Visual Indonesia, Jakarta,-
“Boven Digul” ialah film pertama buatan PH asli Papua, Foromako Matoa Indah Film, yang dirilis mulai 9 Februari 2017, di seluruh bioskop Tanah Air. Film arahan sutradara FX Purnomo itu berlatar kearifan lokal Papua untuk mengangkat kisah nyata dokter yang menantang maut, melakukan operasi sesar dengan silet di belantara Digoel, Papua, sekitar tahun 1990-an.
Mengamati film “Boven Digoel” sangat jelas terlihat bahwa rumusan “film dokumenter” tetap mendominasi film ini, karena berbagai peristiwa yang tersaji dalam layar, terkesan hanya berbagai peristiwa kenyataan. Dan itulah sebagai syarat mutlak yang dituntut dari film dokumenter. Yaitu, kenyataan itu tampil sebagai kenyataan. Bukan berbagai peristiwa hasil dari rekayasa. Seperti sutradara membuat adekan dalam film, misalnya.

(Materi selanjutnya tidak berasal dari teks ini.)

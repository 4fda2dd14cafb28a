//! Low-level pieces of the region binary format: bounds-checked reads, the
//! section presence mask, and the bit-packing used by section payloads.
//!
//! All integers are big-endian.

use bytes::{Buf, BufMut, BytesMut};

use crate::error::FormatError;

pub(crate) fn ensure(buf: &impl Buf, needed: usize) -> Result<(), FormatError> {
    if buf.remaining() < needed {
        return Err(FormatError::UnexpectedEof {
            needed,
            remaining: buf.remaining(),
        });
    }
    Ok(())
}

pub(crate) fn read_u8(buf: &mut impl Buf) -> Result<u8, FormatError> {
    ensure(buf, 1)?;
    Ok(buf.get_u8())
}

pub(crate) fn read_u16(buf: &mut impl Buf) -> Result<u16, FormatError> {
    ensure(buf, 2)?;
    Ok(buf.get_u16())
}

pub(crate) fn read_i32(buf: &mut impl Buf) -> Result<i32, FormatError> {
    ensure(buf, 4)?;
    Ok(buf.get_i32())
}

pub(crate) fn read_u64(buf: &mut impl Buf) -> Result<u64, FormatError> {
    ensure(buf, 8)?;
    Ok(buf.get_u64())
}

/// Read a non-negative `i32` length.
pub(crate) fn read_len(buf: &mut impl Buf) -> Result<usize, FormatError> {
    let len = read_i32(buf)?;
    usize::try_from(len).map_err(|_| FormatError::NegativeLength(len))
}

pub(crate) fn read_bytes(buf: &mut impl Buf, len: usize) -> Result<Vec<u8>, FormatError> {
    ensure(buf, len)?;
    let mut out = vec![0u8; len];
    buf.copy_to_slice(&mut out);
    Ok(out)
}

pub(crate) fn read_string(buf: &mut impl Buf) -> Result<String, FormatError> {
    let len = read_u16(buf)? as usize;
    Ok(String::from_utf8(read_bytes(buf, len)?)?)
}

/// Names longer than `u16::MAX` bytes are truncated at a char boundary.
pub(crate) fn write_string(out: &mut BytesMut, s: &str) {
    let mut end = s.len().min(u16::MAX as usize);
    while !s.is_char_boundary(end) {
        end -= 1;
    }
    out.put_u16(end as u16);
    out.put_slice(&s.as_bytes()[..end]);
}

// ── Presence mask ────────────────────────────────────────────────────────────

/// Fixed-length bitset serialized as `ceil(len / 8)` bytes, bit `i` stored
/// in byte `i / 8` at position `i % 8` (least significant first).
#[derive(Debug, Clone, PartialEq, Eq)]
pub struct PresenceMask {
    len: usize,
    bytes: Vec<u8>,
}

impl PresenceMask {
    pub fn new(len: usize) -> Self {
        Self {
            len,
            bytes: vec![0; len.div_ceil(8)],
        }
    }

    pub fn len(&self) -> usize {
        self.len
    }

    pub fn is_empty(&self) -> bool {
        self.len == 0
    }

    /// # Panics
    /// If `index >= len`.
    pub fn set(&mut self, index: usize, present: bool) {
        assert!(index < self.len, "bit {index} out of range for mask of {}", self.len);
        let bit = 1u8 << (index % 8);
        if present {
            self.bytes[index / 8] |= bit;
        } else {
            self.bytes[index / 8] &= !bit;
        }
    }

    pub fn get(&self, index: usize) -> bool {
        index < self.len && self.bytes[index / 8] & (1 << (index % 8)) != 0
    }

    pub fn count(&self) -> usize {
        self.bytes.iter().map(|b| b.count_ones() as usize).sum()
    }

    pub fn write(&self, out: &mut BytesMut) {
        out.put_slice(&self.bytes);
    }

    pub fn read(len: usize, buf: &mut impl Buf) -> Result<Self, FormatError> {
        let mut bytes = read_bytes(buf, len.div_ceil(8))?;
        // Ignore stray bits past `len` in the last byte.
        if len % 8 != 0 {
            if let Some(last) = bytes.last_mut() {
                *last &= (1u8 << (len % 8)) - 1;
            }
        }
        Ok(Self { len, bytes })
    }
}

// ── Bit-packing ─────────────────────────────────────────────────────────────

/// Bits needed to address `palette_len` entries (minimum 1).
pub(crate) fn bits_per_entry(palette_len: usize) -> usize {
    if palette_len <= 2 {
        1
    } else {
        (usize::BITS - (palette_len - 1).leading_zeros()) as usize
    }
}

/// Pack indices into `u64` words. Entries never span two words.
pub(crate) fn pack_indices(indices: &[u16], bits: usize) -> Vec<u64> {
    let entries_per_word = 64 / bits;
    let mask = (1u64 << bits) - 1;
    let mut words = vec![0u64; indices.len().div_ceil(entries_per_word)];
    for (i, &idx) in indices.iter().enumerate() {
        let bit_offset = (i % entries_per_word) * bits;
        words[i / entries_per_word] |= (idx as u64 & mask) << bit_offset;
    }
    words
}

/// Inverse of [`pack_indices`] for `out.len()` entries.
pub(crate) fn unpack_indices(words: &[u64], bits: usize, out: &mut [u16]) {
    let entries_per_word = 64 / bits;
    let mask = (1u64 << bits) - 1;
    for (i, idx) in out.iter_mut().enumerate() {
        let word = words.get(i / entries_per_word).copied().unwrap_or(0);
        *idx = ((word >> ((i % entries_per_word) * bits)) & mask) as u16;
    }
}

pub(crate) fn packed_len(entries: usize, bits: usize) -> usize {
    entries.div_ceil(64 / bits)
}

Walaupun begitu, bila lebih diamati lagi seluruh penuturan kisah film “Boven Digoel”, terlihat adanya upaya mendramasasikan adegan yang mengesankan peristiwa nyata, atau mendramasasikan film dokumenter. Oleh karena alasan itu, film “Boven Digoel” akan lebih tepat bila dikatakan sebagai film yang menggunakan pendekatan, katakanlah “Dokudrama”. Dan akan lebih tepat lagi bila dikatakan sebagai “Dokudrama” bergaya kekinian, ala media sosial. Twitter, #kultwit… atau #sinetwit yang membatasi tulisan sebagai informasi, hanya sebanyak 140 karakter saja.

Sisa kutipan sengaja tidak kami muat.